The primeval history told in the Priestly Writing knows nothing of the story about the Garden of Eden and the Fall, which we find in Genesis 3. This story has dominated the doctrine of sin in the Western church ever since Augustine, although the terms ‘sin’ and ‘guilt’ do not in fact occur in the story at all. According to the Priestly Writing, the sin is the rampant growth of violence on earth, to which God responds with the annihilating Flood. Jewish exegesis does not interpret the story about the Garden of Eden through a doctrine of original sin, either. Jewish interpreters see sin as beginning only with Cain’s murder of his brother Abel. According to Genesis 6:13, the earth was ‘full of wickedness.’ What does this wickedness consist of? Apparently the spread of violence and rape.

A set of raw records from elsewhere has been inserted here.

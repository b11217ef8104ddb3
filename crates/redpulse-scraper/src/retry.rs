//! Retry with exponential backoff for provider fetches.
//!
//! [`retry_with_backoff`] wraps a fallible async fetch and retries on
//! transient errors ([`ScrapeError::is_retryable`]). Fatal errors are
//! returned immediately; exhausting the attempt budget returns
//! [`ScrapeError::Exhausted`] carrying the keyword, the attempt count, and
//! the last underlying cause so the pipeline can decide whether to fall back.

use std::future::Future;
use std::time::Duration;

use crate::error::ScrapeError;

/// Runs `operation` up to `max_attempts` times total (minimum 1).
///
/// Backoff schedule with `backoff_base_ms = 2_000`:
///
/// | Failed attempt | Sleep before next attempt |
/// |----------------|---------------------------|
/// | 1              | 2 000 ms × 2⁰             |
/// | 2              | 2 000 ms × 2¹             |
///
/// No sleep follows the final attempt.
pub(crate) async fn retry_with_backoff<T, F, Fut>(
    keyword: &str,
    max_attempts: u32,
    backoff_base_ms: u64,
    mut operation: F,
) -> Result<T, ScrapeError>
where
    F: FnMut() -> Fut,
    Fut: Future<Output = Result<T, ScrapeError>>,
{
    let max_attempts = max_attempts.max(1);
    let mut attempt = 1u32;
    loop {
        match operation().await {
            Ok(value) => {
                if attempt > 1 {
                    tracing::info!(keyword, attempt, "fetch succeeded after retry");
                }
                return Ok(value);
            }
            Err(err) => {
                if !err.is_retryable() {
                    tracing::warn!(keyword, attempt, error = %err, "fatal fetch error, not retrying");
                    return Err(err);
                }
                if attempt >= max_attempts {
                    tracing::error!(
                        keyword,
                        attempts = attempt,
                        error = %err,
                        "fetch attempts exhausted"
                    );
                    return Err(ScrapeError::Exhausted {
                        keyword: keyword.to_owned(),
                        attempts: attempt,
                        source: Box::new(err),
                    });
                }
                let delay_ms = backoff_base_ms.saturating_mul(1u64 << (attempt - 1).min(20));
                tracing::warn!(
                    keyword,
                    attempt,
                    max_attempts,
                    delay_ms,
                    error = %err,
                    "transient fetch error, retrying after backoff"
                );
                tokio::time::sleep(Duration::from_millis(delay_ms)).await;
                attempt += 1;
            }
        }
    }
}

#[cfg(test)]
mod tests {
    use std::sync::atomic::{AtomicU32, Ordering};
    use std::sync::{Arc, Mutex};

    use super::*;

    fn transient() -> ScrapeError {
        ScrapeError::UnexpectedStatus {
            status: 502,
            url: "http://test/search".to_owned(),
        }
    }

    fn fatal() -> ScrapeError {
        ScrapeError::UnexpectedStatus {
            status: 404,
            url: "http://test/search".to_owned(),
        }
    }

    #[tokio::test]
    async fn succeeds_immediately_on_first_try() {
        let calls = Arc::new(AtomicU32::new(0));
        let c = Arc::clone(&calls);
        let result = retry_with_backoff("AI", 3, 0, || {
            let c = Arc::clone(&c);
            async move {
                c.fetch_add(1, Ordering::SeqCst);
                Ok::<u32, ScrapeError>(7)
            }
        })
        .await;
        assert_eq!(result.unwrap(), 7);
        assert_eq!(calls.load(Ordering::SeqCst), 1);
    }

    #[tokio::test]
    async fn retries_transient_then_succeeds() {
        let calls = Arc::new(AtomicU32::new(0));
        let c = Arc::clone(&calls);
        let result = retry_with_backoff("AI", 3, 0, || {
            let c = Arc::clone(&c);
            async move {
                let n = c.fetch_add(1, Ordering::SeqCst);
                if n < 2 {
                    Err(transient())
                } else {
                    Ok::<u32, ScrapeError>(9)
                }
            }
        })
        .await;
        assert_eq!(result.unwrap(), 9);
        assert_eq!(calls.load(Ordering::SeqCst), 3);
    }

    #[tokio::test]
    async fn exhaustion_wraps_last_error_with_attempt_count() {
        let calls = Arc::new(AtomicU32::new(0));
        let c = Arc::clone(&calls);
        let result = retry_with_backoff("机器学习", 3, 0, || {
            let c = Arc::clone(&c);
            async move {
                c.fetch_add(1, Ordering::SeqCst);
                Err::<u32, ScrapeError>(transient())
            }
        })
        .await;
        assert_eq!(
            calls.load(Ordering::SeqCst),
            3,
            "must attempt exactly max_attempts times"
        );
        match result {
            Err(ScrapeError::Exhausted {
                keyword,
                attempts,
                source,
            }) => {
                assert_eq!(keyword, "机器学习");
                assert_eq!(attempts, 3);
                assert!(matches!(
                    *source,
                    ScrapeError::UnexpectedStatus { status: 502, .. }
                ));
            }
            other => panic!("expected Exhausted, got {other:?}"),
        }
    }

    #[tokio::test(start_paused = true)]
    async fn backoff_doubles_between_attempts() {
        let stamps = Arc::new(Mutex::new(Vec::new()));
        let s = Arc::clone(&stamps);
        let result = retry_with_backoff("AI", 4, 1_000, || {
            let s = Arc::clone(&s);
            async move {
                s.lock().expect("stamps lock").push(tokio::time::Instant::now());
                Err::<u32, ScrapeError>(transient())
            }
        })
        .await;
        assert!(matches!(result, Err(ScrapeError::Exhausted { .. })));

        // Paused clock: elapsed virtual time between attempts is exactly the
        // backoff sleep, 1000 ms x 2^0, 2^1, 2^2.
        let stamps = stamps.lock().expect("stamps lock");
        assert_eq!(stamps.len(), 4);
        assert_eq!(stamps[1] - stamps[0], Duration::from_millis(1_000));
        assert_eq!(stamps[2] - stamps[1], Duration::from_millis(2_000));
        assert_eq!(stamps[3] - stamps[2], Duration::from_millis(4_000));
    }

    #[tokio::test]
    async fn fatal_error_is_attempted_exactly_once() {
        let calls = Arc::new(AtomicU32::new(0));
        let c = Arc::clone(&calls);
        let result = retry_with_backoff("AI", 3, 0, || {
            let c = Arc::clone(&c);
            async move {
                c.fetch_add(1, Ordering::SeqCst);
                Err::<u32, ScrapeError>(fatal())
            }
        })
        .await;
        assert_eq!(calls.load(Ordering::SeqCst), 1);
        assert!(matches!(
            result,
            Err(ScrapeError::UnexpectedStatus { status: 404, .. })
        ));
    }

    #[tokio::test]
    async fn zero_attempt_budget_still_tries_once() {
        let calls = Arc::new(AtomicU32::new(0));
        let c = Arc::clone(&calls);
        let result = retry_with_backoff("AI", 0, 0, || {
            let c = Arc::clone(&c);
            async move {
                c.fetch_add(1, Ordering::SeqCst);
                Ok::<u32, ScrapeError>(1)
            }
        })
        .await;
        assert_eq!(result.unwrap(), 1);
        assert_eq!(calls.load(Ordering::SeqCst), 1);
    }
}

This is a long section, and I’ll likely post another part of it next week, too. But I wanted to stop here because I think there is already in these sentences a big shift for most Christians to consider. American Christianity teaches that individual, personal sin is the primary lens through which we see the work of Jesus. He saves us (individually) from our sins. And those sins, if I were to ask Christians on the street to list them, would be personal things, like envy or pride or lack of trust. I don’t want to debate whether those things are worthy of our personal reflection (they are), but I DO want to bring up the fact that Scripture does not tell us a story primarily of personal sin, but of something that is simultaneously personal and collective: violence. Also, lest we not stress this enough, let’s restate Moltmann’s assertion that humanity’s real sin is the violence that leads to death. That is the top of the sin chain.
And if we take that to be true, that our primary sin is violence, and we set that as the standard by which we judge ourselves both personally and collectively as American Christians, how do you think we are doing?